Two out of every three car purchases these days are used cars and when you look at the prices of new cars, it’s easy to see why. The average price of a new car is over $10,000, which is more than many people can afford or want to pay. Many families also own two or more cars and it’s likely that at least one of those was bought used.
Buying a used car can be an excellent way to save money because you avoid much of the expense of depreciation, which is heaviest during the first few years of ownership. Buying a used car can also be a very expensive proposition if you make the wrong choice. Chris Cornell loves cars and is a “car guy”. Chris is an auto enthusiast who just loves Ford Mustangs - both the old classic 60′s Mustangs all the way to the new 2013 Boss 302s. Some unhappy used car owners liken their experiences to owning a mobile incinerator that burns an astonishing amount of money just to stay running. Anyone can make a mistake in picking a used car, but smart shoppers are less likely to get stuck with someone else’s problems by following some basic guidelines:
- No matter how good a car is when it rolls off the assembly line, it won’t be a good used car if it has been abused, hasn’t received regular maintenance or was seriously damaged in an accident.

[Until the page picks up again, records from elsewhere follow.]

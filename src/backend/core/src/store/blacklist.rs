//! Revoked-token blacklist over the key-value port.

use std::sync::Arc;
use std::time::Duration;

use crate::error::GateError;

use super::KeyValueStore;

const BLACKLIST_PREFIX: &str = "blacklist:";

/// Default blacklist entry lifetime. Matches the access token lifetime, so
/// an entry never outlives the token it revokes.
pub const DEFAULT_BLACKLIST_TTL_SECS: u64 = 3600;

/// Records revoked access tokens until their natural expiry.
#[derive(Clone)]
pub struct TokenBlacklist {
    store: Arc<dyn KeyValueStore>,
    ttl: Duration,
}

impl TokenBlacklist {
    pub fn new(store: Arc<dyn KeyValueStore>) -> Self {
        Self::with_ttl(store, Duration::from_secs(DEFAULT_BLACKLIST_TTL_SECS))
    }

    pub fn with_ttl(store: Arc<dyn KeyValueStore>, ttl: Duration) -> Self {
        Self { store, ttl }
    }

    /// Mark a token revoked.
    pub async fn revoke(&self, token: &str) -> Result<(), GateError> {
        let key = format!("{BLACKLIST_PREFIX}{token}");
        self.store.set_ex(&key, "true", self.ttl).await
    }

    /// Whether a token has been revoked. A miss (absent or expired entry)
    /// means not revoked.
    pub async fn is_blacklisted(&self, token: &str) -> Result<bool, GateError> {
        let key = format!("{BLACKLIST_PREFIX}{token}");
        Ok(self.store.get(&key).await?.is_some())
    }
}

#[cfg(test)]
mod tests {
    use super::*;
    use crate::store::MemoryStore;

    #[tokio::test]
    async fn test_revoke_then_check() {
        let blacklist = TokenBlacklist::new(Arc::new(MemoryStore::new()));
        assert!(!blacklist.is_blacklisted("tok").await.unwrap());

        blacklist.revoke("tok").await.unwrap();
        assert!(blacklist.is_blacklisted("tok").await.unwrap());
        assert!(!blacklist.is_blacklisted("other").await.unwrap());
    }

    #[tokio::test]
    async fn test_entry_expires() {
        let blacklist =
            TokenBlacklist::with_ttl(Arc::new(MemoryStore::new()), Duration::from_millis(20));
        blacklist.revoke("tok").await.unwrap();
        tokio::time::sleep(Duration::from_millis(50)).await;
        assert!(!blacklist.is_blacklisted("tok").await.unwrap());
    }
}
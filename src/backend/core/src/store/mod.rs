//! Key-value store port.
//!
//! Everything stateful the gate needs from its shared store goes through
//! [`KeyValueStore`]: blacklist entries, rate-limit counters, email
//! verification keys. Production uses [`RedisStore`]; tests and single-node
//! deployments use [`MemoryStore`].

use std::time::Duration;

use async_trait::async_trait;

use crate::error::GateError;

mod blacklist;
mod memory;
mod redis;

pub use blacklist::TokenBlacklist;
pub use memory::MemoryStore;
pub use redis::RedisStore;

/// Abstraction over the shared key-value store.
///
/// Object-safe so handlers and middleware hold an `Arc<dyn KeyValueStore>`
/// and never know which backend is wired in.
#[async_trait]
pub trait KeyValueStore: Send + Sync {
    /// Get a value by key. `Ok(None)` on miss or expired entry.
    async fn get(&self, key: &str) -> Result<Option<String>, GateError>;

    /// Set a value with a time-to-live.
    async fn set_ex(&self, key: &str, value: &str, ttl: Duration) -> Result<(), GateError>;

    /// Atomically increment a counter and return the new value.
    ///
    /// The TTL is applied only when the increment creates the key, so a
    /// fixed window opened by the first request keeps its original expiry
    /// no matter how many increments follow.
    async fn incr(&self, key: &str, ttl: Duration) -> Result<u64, GateError>;

    /// Delete a key. Deleting a missing key is not an error.
    async fn delete(&self, key: &str) -> Result<(), GateError>;

    /// Delete all keys matching a glob-style pattern (`*` wildcard).
    /// Returns the number of keys removed.
    async fn delete_by_pattern(&self, pattern: &str) -> Result<u64, GateError>;

    /// Whether a key exists (and has not expired).
    async fn exists(&self, key: &str) -> Result<bool, GateError>;
}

- A mechanically simple car can cost less in the long run because parts and service will be cheaper. That’s why a rear-drive car with a carbureted engine might be a better choice than a front-drive car with fuel injection or sophisticated electronic engine controls.
- Always have a mechanic check over a used car before you buy it. No matter how good it looks or feels when you test drive it, any car can have serious mechanical problems that will be very expensive to fix. More on this subject later.
Many people think that buying from a friend, neighbor or relative is a good idea. In many cases it is, especially if you know that they took good care of the car and saw that it had regular maintenance. However, remember that as soon as you take possession of the car, you’ll have to pay for any repairs or parts that have to be replaced. Things that worked perfectly before can break unexpectedly and you’ll have no recourse. That’s why it’s a must to have a mechanic check over the car before you buy it. He’ll be able to spot potential problems and advise you of regular maintenance that needs to be done.
Used car dealers have earned an unenviable reputation for being unscrupulous businessmen who offer lots of promises, but seldom stand behind their merchandise. However, that has changed somewhat, particularly at the used-car lots of new-car dealerships. These typically are established dealers that have a reputation to worry about, so they usually offer at least a minimal guarantee and sometimes a generous one on low-mileage, late-model used cars. They often sell long-term protection packages at extra cost that cover the engine, transmission and other major mechanical components.